What to work on ->
Set down a precise copy of the whole listing.

Data records ->

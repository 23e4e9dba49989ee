//! Workload discovery and name filtering
//!
//! A workload is a file-resident replayable trace. Discovery sits behind
//! `WorkloadSource` so the measurement core never touches the filesystem
//! directly; the two providers cover the original harness's modes of
//! operation, a trace directory scan and an explicit file list.

use std::path::{Path, PathBuf};

use crate::error::{Result, TrazarError};

/// Extension recognized by the directory scanner
const TRACE_EXTENSION: &str = "trace";

/// A named, replayable trace file
#[derive(Debug, Clone, PartialEq, Eq)]
pub struct Workload {
    /// Path to the trace file
    pub path: PathBuf,
    /// Logical name: basename with everything from the first dot stripped
    pub name: String,
}

impl Workload {
    /// Create a workload from a path, deriving its logical name
    #[must_use]
    pub fn from_path(path: &Path) -> Self {
        Self {
            path: path.to_path_buf(),
            name: logical_name(path),
        }
    }
}

/// Derive a workload's logical name from its path
///
/// `/a/b/shapes.trace` becomes `shapes`; a multi-dotted basename such as
/// `firefox-talos.0.trace` truncates at the first dot.
#[must_use]
pub fn logical_name(path: &Path) -> String {
    let base = path
        .file_name()
        .map_or_else(String::new, |n| n.to_string_lossy().into_owned());
    match base.find('.') {
        Some(dot) => base[..dot].to_string(),
        None => base,
    }
}

/// Does a logical name pass the session's substring filters?
///
/// No filters admits everything.
#[must_use]
pub fn matches_filters(name: &str, filters: &[String]) -> bool {
    if filters.is_empty() {
        return true;
    }
    filters.iter().any(|f| name.contains(f.as_str()))
}

/// Finite, restartable enumeration of workloads
pub trait WorkloadSource {
    /// Enumerate the workloads this source provides
    ///
    /// # Errors
    /// Returns a discovery error when the source cannot produce any
    /// workloads at all.
    fn workloads(&self) -> Result<Vec<Workload>>;
}

/// Scans a directory for `.trace` files
pub struct TraceDirectory {
    dir: PathBuf,
}

impl TraceDirectory {
    /// Create a scanner over the given directory
    #[must_use]
    pub fn new(dir: impl Into<PathBuf>) -> Self {
        Self { dir: dir.into() }
    }
}

impl WorkloadSource for TraceDirectory {
    fn workloads(&self) -> Result<Vec<Workload>> {
        let entries = std::fs::read_dir(&self.dir).map_err(|_| TrazarError::NoWorkloads {
            dir: self.dir.clone(),
        })?;

        let mut found = Vec::new();
        for entry in entries {
            let path = entry?.path();
            let is_trace = path
                .extension()
                .is_some_and(|ext| ext == TRACE_EXTENSION);
            if is_trace {
                found.push(Workload::from_path(&path));
            }
        }

        if found.is_empty() {
            return Err(TrazarError::NoWorkloads {
                dir: self.dir.clone(),
            });
        }

        // Directory order is filesystem-dependent; keep reports stable.
        found.sort_by(|a, b| a.path.cmp(&b.path));
        Ok(found)
    }
}

/// Explicit list of trace files given on the command line
pub struct ExplicitFiles {
    paths: Vec<PathBuf>,
}

impl ExplicitFiles {
    /// Create a source over the given paths
    #[must_use]
    pub fn new(paths: Vec<PathBuf>) -> Self {
        Self { paths }
    }

    /// Whether any path names a readable file
    ///
    /// One readable file is enough to treat the command-line names as
    /// explicit trace paths rather than substring filters; the unreadable
    /// ones are skipped during enumeration.
    #[must_use]
    pub fn any_readable(paths: &[PathBuf]) -> bool {
        paths.iter().any(|p| p.is_file())
    }
}

impl WorkloadSource for ExplicitFiles {
    fn workloads(&self) -> Result<Vec<Workload>> {
        Ok(self
            .paths
            .iter()
            .filter(|p| p.is_file())
            .map(|p| Workload::from_path(p))
            .collect())
    }
}

#[cfg(test)]
mod tests {
    use std::io::Write;

    use super::*;

    #[test]
    fn test_logical_name_strips_directory_and_extension() {
        assert_eq!(logical_name(Path::new("/a/b/shapes.trace")), "shapes");
    }

    #[test]
    fn test_logical_name_truncates_at_first_dot() {
        assert_eq!(
            logical_name(Path::new("traces/firefox-talos.0.trace")),
            "firefox-talos"
        );
    }

    #[test]
    fn test_logical_name_without_extension() {
        assert_eq!(logical_name(Path::new("/a/b/shapes")), "shapes");
    }

    #[test]
    fn test_filters_match_substrings() {
        let filters = vec!["firefox".to_string()];
        assert!(matches_filters("firefox-scroll", &filters));
        assert!(!matches_filters("gtk-demo", &filters));
    }

    #[test]
    fn test_no_filters_admits_all() {
        assert!(matches_filters("anything", &[]));
    }

    #[test]
    fn test_any_of_several_filters_admits() {
        let filters = vec!["gtk".to_string(), "swfdec".to_string()];
        assert!(matches_filters("swfdec-giant-steps", &filters));
        assert!(!matches_filters("firefox-scroll", &filters));
    }

    #[test]
    fn test_directory_scan_finds_only_trace_files() {
        let dir = tempfile::tempdir().unwrap();
        for name in ["a.trace", "b.trace", "notes.txt"] {
            let mut f = std::fs::File::create(dir.path().join(name)).unwrap();
            writeln!(f, "clear").unwrap();
        }

        let source = TraceDirectory::new(dir.path());
        let found = source.workloads().unwrap();
        let names: Vec<&str> = found.iter().map(|w| w.name.as_str()).collect();
        assert_eq!(names, vec!["a", "b"]);
    }

    #[test]
    fn test_empty_directory_is_a_discovery_error() {
        let dir = tempfile::tempdir().unwrap();
        let source = TraceDirectory::new(dir.path());
        assert!(matches!(
            source.workloads(),
            Err(TrazarError::NoWorkloads { .. })
        ));
    }

    #[test]
    fn test_missing_directory_is_a_discovery_error() {
        let source = TraceDirectory::new("/nonexistent/trazar-traces");
        assert!(matches!(
            source.workloads(),
            Err(TrazarError::NoWorkloads { .. })
        ));
    }

    #[test]
    fn test_explicit_files_skip_unreadable_entries() {
        let dir = tempfile::tempdir().unwrap();
        let good = dir.path().join("good.trace");
        std::fs::write(&good, "clear\n").unwrap();

        let source = ExplicitFiles::new(vec![good.clone(), dir.path().join("missing.trace")]);
        let found = source.workloads().unwrap();
        assert_eq!(found.len(), 1);
        assert_eq!(found[0].name, "good");
    }

    #[test]
    fn test_any_readable_rejects_pure_name_filters() {
        assert!(!ExplicitFiles::any_readable(&[PathBuf::from("firefox")]));
        assert!(!ExplicitFiles::any_readable(&[]));
    }

    #[test]
    fn test_one_readable_file_among_names_counts_as_paths() {
        let dir = tempfile::tempdir().unwrap();
        let good = dir.path().join("good.trace");
        std::fs::write(&good, "clear\n").unwrap();

        assert!(ExplicitFiles::any_readable(&[
            good,
            PathBuf::from("firefox")
        ]));
    }
}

Output below ->
repository 23e4e9dba49989ee
//! Workload discovery and name filtering
//!
//! A workload is a file-resident replayable trace. Discovery sits behind
//! `WorkloadSource` so the measurement core never touches the filesystem
//! directly; the two providers cover the original harness's modes of
//! operation, a trace directory scan and an explicit file list.

use std::path::{Path, PathBuf};

use crate::error::{Result, TrazarError};

/// Extension recognized by the directory scanner
const TRACE_EXTENSION: &str = "trace";

/// A named, replayable trace file
#[derive(Debug, Clone, PartialEq, Eq)]
pub struct Workload {
    /// Path to the trace file
    pub path: PathBuf,
    /// Logical name: basename with everything from the first dot stripped
    pub name: String,
}

impl Workload {
    /// Create a workload from a path, deriving its logical name
    #[must_use]
    pub fn from_path(path: &Path) -> Self {
        Self {
            path: path.to_path_buf(),
            name: logical_name(path),
        }
    }
}

/// Derive a workload's logical name from its path
///
/// `/a/b/shapes.trace` becomes `shapes`; a multi-dotted basename such as
/// `firefox-talos.0.trace` truncates at the first dot.
#[must_use]
pub fn logical_name(path: &Path) -> String {
    let base = path
        .file_name()
        .map_or_else(String::new, |n| n.to_string_lossy().into_owned());
    match base.find('.') {
        Some(dot) => base[..dot].to_string(),
        None => base,
    }
}

/// Does a logical name pass the session's substring filters?
///
/// No filters admits everything.
#[must_use]
pub fn matches_filters(name: &str, filters: &[String]) -> bool {
    if filters.is_empty() {
        return true;
    }
    filters.iter().any(|f| name.contains(f.as_str()))
}

/// Finite, restartable enumeration of workloads
pub trait WorkloadSource {
    /// Enumerate the workloads this source provides
    ///
    /// # Errors
    /// Returns a discovery error when the source cannot produce any
    /// workloads at all.
    fn workloads(&self) -> Result<Vec<Workload>>;
}

/// Scans a directory for `.trace` files
pub struct TraceDirectory {
    dir: PathBuf,
}

impl TraceDirectory {
    /// Create a scanner over the given directory
    #[must_use]
    pub fn new(dir: impl Into<PathBuf>) -> Self {
        Self { dir: dir.into() }
    }
}

impl WorkloadSource for TraceDirectory {
    fn workloads(&self) -> Result<Vec<Workload>> {
        let entries = std::fs::read_dir(&self.dir).map_err(|_| TrazarError::NoWorkloads {
            dir: self.dir.clone(),
        })?;

        let mut found = Vec::new();
        for entry in entries {
            let path = entry?.path();
            let is_trace = path
                .extension()
                .is_some_and(|ext| ext == TRACE_EXTENSION);
            if is_trace {
                found.push(Workload::from_path(&path));
            }
        }

        if found.is_empty() {
            return Err(TrazarError::NoWorkloads {
                dir: self.dir.clone(),
            });
        }

        // Directory order is filesystem-dependent; keep reports stable.
        found.sort_by(|a, b| a.path.cmp(&b.path));
        Ok(found)
    }
}

/// Explicit list of trace files given on the command line
pub struct ExplicitFiles {
    paths: Vec<PathBuf>,
}

impl ExplicitFiles {
    /// Create a source over the given paths
    #[must_use]
    pub fn new(paths: Vec<PathBuf>) -> Self {
        Self { paths }
    }

    /// Whether any path names a readable file
    ///
    /// One readable file is enough to treat the command-line names as
    /// explicit trace paths rather than substring filters; the unreadable
    /// ones are skipped during enumeration.
    #[must_use]
    pub fn any_readable(paths: &[PathBuf]) -> bool {
        paths.iter().any(|p| p.is_file())
    }
}

impl WorkloadSource for ExplicitFiles {
    fn workloads(&self) -> Result<Vec<Workload>> {
        Ok(self
            .paths
            .iter()
            .filter(|p| p.is_file())
            .map(|p| Workload::from_path(p))
            .collect())
    }
}

#[cfg(test)]
mod tests {
    use std::io::Write;

    use super::*;

    #[test]
    fn test_logical_name_strips_directory_and_extension() {
        assert_eq!(logical_name(Path::new("/a/b/shapes.trace")), "shapes");
    }

    #[test]
    fn test_logical_name_truncates_at_first_dot() {
        assert_eq!(
            logical_name(Path::new("traces/firefox-talos.0.trace")),
            "firefox-talos"
        );
    }

    #[test]
    fn test_logical_name_without_extension() {
        assert_eq!(logical_name(Path::new("/a/b/shapes")), "shapes");
    }

    #[test]
    fn test_filters_match_substrings() {
        let filters = vec!["firefox".to_string()];
        assert!(matches_filters("firefox-scroll", &filters));
        assert!(!matches_filters("gtk-demo", &filters));
    }

    #[test]
    fn test_no_filters_admits_all() {
        assert!(matches_filters("anything", &[]));
    }

    #[test]
    fn test_any_of_several_filters_admits() {
        let filters = vec!["gtk".to_string(), "swfdec".to_string()];
        assert!(matches_filters("swfdec-giant-steps", &filters));
        assert!(!matches_filters("firefox-scroll", &filters));
    }

    #[test]
    fn test_directory_scan_finds_only_trace_files() {
        let dir = tempfile::tempdir().unwrap();
        for name in ["a.trace", "b.trace", "notes.txt"] {
            let mut f = std::fs::File::create(dir.path().join(name)).unwrap();
            writeln!(f, "clear").unwrap();
        }

        let source = TraceDirectory::new(dir.path());
        let found = source.workloads().unwrap();
        let names: Vec<&str> = found.iter().map(|w| w.name.as_str()).collect();
        assert_eq!(names, vec!["a", "b"]);
    }

    #[test]
    fn test_empty_directory_is_a_discovery_error() {
        let dir = tempfile::tempdir().unwrap();
        let source = TraceDirectory::new(dir.path());
        assert!(matches!(
            source.workloads(),
            Err(TrazarError::NoWorkloads { .. })
        ));
    }

    #[test]
    fn test_missing_directory_is_a_discovery_error() {
        let source = TraceDirectory::new("/nonexistent/trazar-traces");
        assert!(matches!(
            source.workloads(),
            Err(TrazarError::NoWorkloads { .. })
        ));
    }

    #[test]
    fn test_explicit_files_skip_unreadable_entries() {
        let dir = tempfile::tempdir().unwrap();
        let good = dir.path().join("good.trace");
        std::fs::write(&good, "clear\n").unwrap();

        let source = ExplicitFiles::new(vec![good.clone(), dir.path().join("missing.trace")]);
        let found = source.workloads().unwrap();
        assert_eq!(found.len(), 1);
        assert_eq!(found[0].name, "good");
    }

    #[test]
    fn test_any_readable_rejects_pure_name_filters() {
        assert!(!ExplicitFiles::any_readable(&[PathBuf::from("firefox")]));
        assert!(!ExplicitFiles::any_readable(&[]));
    }

    #[test]
    fn test_one_readable_file_among_names_counts_as_paths() {
        let dir = tempfile::tempdir().unwrap();
        let good = dir.path().join("good.trace");
        std::fs::write(&good, "clear\n").unwrap();

        assert!(ExplicitFiles::any_readable(&[
            good,
            PathBuf::from("firefox")
        ]));
    }
}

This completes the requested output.